Source material -

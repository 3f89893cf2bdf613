/// Audit logging
///
/// Mutations and auth activity emit an [`AuditEvent`] describing who did
/// what. Events are recorded only after persistence confirms the change,
/// so the trail never claims something the database rejected.
///
/// [`AuditLog`] is injected into the services; production uses
/// [`TracingAuditLog`], which writes each event to the structured log
/// stream, and tests swap in a recorder to assert on emitted events.

use uuid::Uuid;

use taskforge_shared::models::task::TaskStatus;

/// One auditable action
#[derive(Debug, Clone, PartialEq, Eq)]
pub enum AuditEvent {
    TaskCreated {
        task_id: Uuid,
        user_id: Uuid,
        title: String,
    },
    TaskUpdated {
        task_id: Uuid,
        user_id: Uuid,
    },
    TaskDeleted {
        task_id: Uuid,
        user_id: Uuid,
    },
    TaskStatusToggled {
        task_id: Uuid,
        user_id: Uuid,
        previous_status: TaskStatus,
        new_status: TaskStatus,
    },
    UserRegistered {
        user_id: Uuid,
        email: String,
    },
    UserLoggedIn {
        user_id: Uuid,
        email: String,
    },
    UserLoggedOut {
        user_id: Uuid,
        email: String,
    },
    UserLoggedOutEverywhere {
        user_id: Uuid,
        email: String,
    },
}

/// Sink for audit events
pub trait AuditLog: Send + Sync {
    /// Records one event; implementations must not fail the calling
    /// operation
    fn record(&self, event: AuditEvent);
}

/// Audit sink that writes events to the tracing log stream
#[derive(Debug, Default, Clone)]
pub struct TracingAuditLog;

impl AuditLog for TracingAuditLog {
    fn record(&self, event: AuditEvent) {
        match event {
            AuditEvent::TaskCreated {
                task_id,
                user_id,
                title,
            } => {
                tracing::info!(%task_id, %user_id, title = %title, "Task created");
            }
            AuditEvent::TaskUpdated { task_id, user_id } => {
                tracing::info!(%task_id, %user_id, "Task updated");
            }
            AuditEvent::TaskDeleted { task_id, user_id } => {
                tracing::info!(%task_id, %user_id, "Task deleted");
            }
            AuditEvent::TaskStatusToggled {
                task_id,
                user_id,
                previous_status,
                new_status,
            } => {
                tracing::info!(
                    %task_id,
                    %user_id,
                    previous_status = previous_status.as_str(),
                    new_status = new_status.as_str(),
                    "Task status toggled"
                );
            }
            AuditEvent::UserRegistered { user_id, email } => {
                tracing::info!(%user_id, email = %email, "User registered");
            }
            AuditEvent::UserLoggedIn { user_id, email } => {
                tracing::info!(%user_id, email = %email, "User logged in");
            }
            AuditEvent::UserLoggedOut { user_id, email } => {
                tracing::info!(%user_id, email = %email, "User logged out");
            }
            AuditEvent::UserLoggedOutEverywhere { user_id, email } => {
                tracing::info!(%user_id, email = %email, "User logged out from all devices");
            }
        }
    }
}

Task objective - Provide only the number of lines within the material that contain the string "stream".

Answer for this exercise - 2